◆ Saved entries

.....

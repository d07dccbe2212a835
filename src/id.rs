//! Code for handling the identifiers of named records (vessel classes, ports, routes etc.)

/// A trait alias for ID types
pub trait IDLike:
    Eq + std::hash::Hash + std::borrow::Borrow<str> + Clone + std::fmt::Display + From<String>
{
}
impl<T> IDLike for T where
    T: Eq + std::hash::Hash + std::borrow::Borrow<str> + Clone + std::fmt::Display + From<String>
{
}

macro_rules! define_id_type {
    ($name:ident) => {
        #[derive(
            Clone,
            std::hash::Hash,
            PartialEq,
            Eq,
            PartialOrd,
            Ord,
            serde::Deserialize,
            Debug,
            serde::Serialize,
        )]
        /// An ID type (e.g. `PortID`, `ChokePointID`, etc.)
        pub struct $name(pub std::rc::Rc<str>);

        impl std::borrow::Borrow<str> for $name {
            fn borrow(&self) -> &str {
                &self.0
            }
        }

        impl std::fmt::Display for $name {
            fn fmt(&self, f: &mut std::fmt::Formatter<'_>) -> std::fmt::Result {
                f.pad(&self.0)
            }
        }

        impl From<&str> for $name {
            fn from(s: &str) -> Self {
                $name(std::rc::Rc::from(s))
            }
        }

        impl From<String> for $name {
            fn from(s: String) -> Self {
                $name(std::rc::Rc::from(s))
            }
        }

        impl $name {
            /// Create a new ID from a string slice
            pub fn new(id: &str) -> Self {
                $name(std::rc::Rc::from(id))
            }
        }
    };
}
pub(crate) use define_id_type;

#[cfg(test)]
define_id_type!(GenericID);

/// Indicates that the struct has an ID field
pub trait HasID<ID: IDLike> {
    /// Get the struct's ID
    fn get_id(&self) -> &ID;
}

/// Implement the `HasID` trait for the given type, assuming the ID lives in the field `$field`
macro_rules! define_id_getter {
    ($t:ty, $id_ty:ty, $field:ident) => {
        impl crate::id::HasID<$id_ty> for $t {
            fn get_id(&self) -> &$id_ty {
                &self.$field
            }
        }
    };
}
pub(crate) use define_id_getter;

.....

The lines to return begin at the first line of the records and end at the line holding "a string slice"; please return them exactly, including both, and nothing beyond.

◆ Response below
repository d07dccbe2212a835
filename src/id.rs
//! Code for handling the identifiers of named records (vessel classes, ports, routes etc.)

/// A trait alias for ID types
pub trait IDLike:
    Eq + std::hash::Hash + std::borrow::Borrow<str> + Clone + std::fmt::Display + From<String>
{
}
impl<T> IDLike for T where
    T: Eq + std::hash::Hash + std::borrow::Borrow<str> + Clone + std::fmt::Display + From<String>
{
}

macro_rules! define_id_type {
    ($name:ident) => {
        #[derive(
            Clone,
            std::hash::Hash,
            PartialEq,
            Eq,
            PartialOrd,
            Ord,
            serde::Deserialize,
            Debug,
            serde::Serialize,
        )]
        /// An ID type (e.g. `PortID`, `ChokePointID`, etc.)
        pub struct $name(pub std::rc::Rc<str>);

        impl std::borrow::Borrow<str> for $name {
            fn borrow(&self) -> &str {
                &self.0
            }
        }

        impl std::fmt::Display for $name {
            fn fmt(&self, f: &mut std::fmt::Formatter<'_>) -> std::fmt::Result {
                f.pad(&self.0)
            }
        }

        impl From<&str> for $name {
            fn from(s: &str) -> Self {
                $name(std::rc::Rc::from(s))
            }
        }

        impl From<String> for $name {
            fn from(s: String) -> Self {
                $name(std::rc::Rc::from(s))
            }
        }

        impl $name {
            /// Create a new ID from a string slice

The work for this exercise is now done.